Emma Gannon  (16 June 1989) is a writer, broadcaster, podcaster who is best known for her Webby nominated podcast Ctrl Alt Delete and Sunday Times Bestselling business book The Multi-Hyphen Method. In 2018, She was one of Forbes 30 Under 30 in media and marketing. The Evening Standard called her ‘the spokesperson for the internet generation.’

Early life
Gannon grew up in Exeter, Devon. She attended The Maynard School in Exeter.
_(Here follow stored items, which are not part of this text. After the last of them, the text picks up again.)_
//! Error taxonomy shared by every layer of the engine.
//!
//! Process failure (non-zero exit, timeout) is never an error value; it is
//! recorded in a [`TaskResult`](super::types::TaskResult) and drives retry.
//! Everything here is fatal to the call that produced it.

use thiserror::Error;

/// Crate-wide result alias.
pub type Result<T> = std::result::Result<T, ViperError>;

/// Errors raised by the engine.
#[derive(Debug, Error)]
pub enum ViperError {
    /// Malformed input: bad arguments, empty commands, wrong symbol kinds.
    #[error("invalid input: {0}")]
    Input(String),

    /// A record could not be decoded into an item.
    #[error("invalid record for {kind}: {message}")]
    Decode { kind: &'static str, message: String },

    /// A symbolic path is not registered.
    #[error("could not resolve {0:?}")]
    Resolution(String),

    /// A pre-run or post-run hook failed.
    #[error("hook failed: {0}")]
    Hook(String),

    /// The resolved command could not be started at all.
    #[error("failed to spawn {program:?}: {source}")]
    Spawn {
        program: String,
        #[source]
        source: std::io::Error,
    },

    /// The result schema already exists and `force` was not given.
    #[error("{0} already exists")]
    AlreadyExists(String),

    /// Storage backend failure.
    #[error("store error: {0}")]
    Store(#[from] rusqlite::Error),

    /// A worker of the batch pool died before reporting.
    #[error("worker failed: {0}")]
    Worker(String),

    #[error("config error: {0}")]
    Config(String),

    #[error("I/O error: {0}")]
    Io(#[from] std::io::Error),
}

/// Closed classification used by outer layers to pick exit codes.
#[derive(Debug, Clone, Copy, PartialEq, Eq)]
pub enum ErrorKind {
    Input,
    Resolution,
    Hook,
    Spawn,
    Store,
    Worker,
    Config,
}

impl ViperError {
    /// Shorthand for hook implementations.
    pub fn hook(message: impl Into<String>) -> Self {
        Self::Hook(message.into())
    }

    pub fn decode(kind: &'static str, message: impl std::fmt::Display) -> Self {
        Self::Decode {
            kind,
            message: message.to_string(),
        }
    }

    pub fn kind(&self) -> ErrorKind {
        match self {
            Self::Input(_) | Self::Decode { .. } => ErrorKind::Input,
            Self::Resolution(_) => ErrorKind::Resolution,
            Self::Hook(_) => ErrorKind::Hook,
            Self::Spawn { .. } => ErrorKind::Spawn,
            Self::AlreadyExists(_) | Self::Store(_) | Self::Io(_) => ErrorKind::Store,
            Self::Worker(_) => ErrorKind::Worker,
            Self::Config(_) => ErrorKind::Config,
        }
    }

    /// Always true: a failed process is a result, not an error.
    pub fn is_fatal(&self) -> bool {
        true
    }
}

#[cfg(test)]
mod tests {
    use super::*;

    #[test]
    fn test_error_kind_mapping() {
        assert_eq!(ViperError::Input("x".into()).kind(), ErrorKind::Input);
        assert_eq!(ViperError::decode("Host", "missing ip").kind(), ErrorKind::Input);
        assert_eq!(
            ViperError::Resolution("demo.ping".into()).kind(),
            ErrorKind::Resolution
        );
        assert_eq!(ViperError::hook("boom").kind(), ErrorKind::Hook);
        assert_eq!(
            ViperError::AlreadyExists("table results".into()).kind(),
            ErrorKind::Store
        );
    }

    #[test]
    fn test_error_display() {
        let e = ViperError::decode("Host", "missing field `ip`");
        assert_eq!(e.to_string(), "invalid record for Host: missing field `ip`");
        let e = ViperError::Resolution("demo.ping".into());
        assert_eq!(e.to_string(), "could not resolve \"demo.ping\"");
    }
}
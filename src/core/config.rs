//! Engine configuration: `viper.yaml` with environment overrides.
//!
//! Precedence: built-in defaults < config file < `VIPER_*` environment.

use super::error::{Result, ViperError};
use serde::{Deserialize, Serialize};
use std::path::{Path, PathBuf};

/// Default config file looked up in the working directory.
pub const CONFIG_FILE: &str = "viper.yaml";
pub const DB_URL_ENV: &str = "VIPER_DB_URL";
pub const MAX_WORKERS_ENV: &str = "VIPER_MAX_WORKERS";

#[derive(Debug, Clone, PartialEq, Eq, Serialize, Deserialize)]
#[serde(default, deny_unknown_fields)]
pub struct ViperConfig {
    /// SQLite database holding the result history
    pub db_url: PathBuf,

    /// Batch pool size; 0 or 1 runs sequentially
    pub max_workers: usize,
}

impl Default for ViperConfig {
    fn default() -> Self {
        Self {
            db_url: PathBuf::from("viperdb.sqlite3"),
            max_workers: 0,
        }
    }
}

impl ViperConfig {
    /// Parse a config from YAML text.
    pub fn parse(yaml: &str) -> Result<Self> {
        serde_yaml_ng::from_str(yaml).map_err(|e| ViperError::Config(format!("YAML parse error: {}", e)))
    }

    /// Load from `path` (or [`CONFIG_FILE`] when absent and present on disk),
    /// then apply environment overrides.
    pub fn load(path: Option<&Path>) -> Result<Self> {
        let file = path.unwrap_or_else(|| Path::new(CONFIG_FILE));
        let mut config = if file.exists() {
            let content = std::fs::read_to_string(file)
                .map_err(|e| ViperError::Config(format!("cannot read {}: {}", file.display(), e)))?;
            Self::parse(&content)?
        } else if path.is_some() {
            return Err(ViperError::Config(format!("{} not found", file.display())));
        } else {
            Self::default()
        };
        config.apply_env(|key| std::env::var(key).ok())?;
        Ok(config)
    }

    /// Apply `VIPER_*` overrides from a variable lookup.
    pub fn apply_env<F>(&mut self, lookup: F) -> Result<()>
    where
        F: Fn(&str) -> Option<String>,
    {
        if let Some(url) = lookup(DB_URL_ENV).filter(|v| !v.is_empty()) {
            self.db_url = PathBuf::from(url);
        }
        if let Some(raw) = lookup(MAX_WORKERS_ENV).filter(|v| !v.is_empty()) {
            self.max_workers = raw.trim().parse().map_err(|_| {
                ViperError::Config(format!("{} must be a non-negative integer, got {:?}", MAX_WORKERS_ENV, raw))
            })?;
        }
        Ok(())
    }
}
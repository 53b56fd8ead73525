//! Synthetic retail sales analysis.
//!
//! A single forward pipeline: generate a seeded transaction table,
//! clean it, aggregate it, render four charts and summarize the result.
//! See `pipeline` for the fixed stage order.

pub mod analyzer;
pub mod cleaner;
pub mod config;
pub mod dataset;
pub mod error;
pub mod generator;
pub mod pipeline;
pub mod render;
pub mod report;
pub mod rng;
pub mod stats;
pub mod types;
She was recently featured in the Maynard Magazine ‘The Word’ in the article ‘Old Maynardians with their own businesses’. She studied English and Film at the University of Southampton.

Early career
At the age of 21 Gannon moved to London and took her first job working at the Hill & Knowlton agency working on P&G PR campaigns.

Writing career
In 2015, Gannon landed a book deal off the back off her then blog Girl Lost In The City, called Ctrl Alt Delete: How I Grew Up Online. Her first book Ctrl Alt Delete came out in 2016 with Ebury, Penguin Random House. In 2017, Gannon signed a book deal with Hodder & Stoughton for The Multi-Hyphen Method, ‘a new business book for the digital age’ which became a Sunday Times Business Bestseller. It also became an immediate no.1 Amazon bestseller and was endorsed by Richard Branson. The Independent voted it one of the ‘10 best business books by women’.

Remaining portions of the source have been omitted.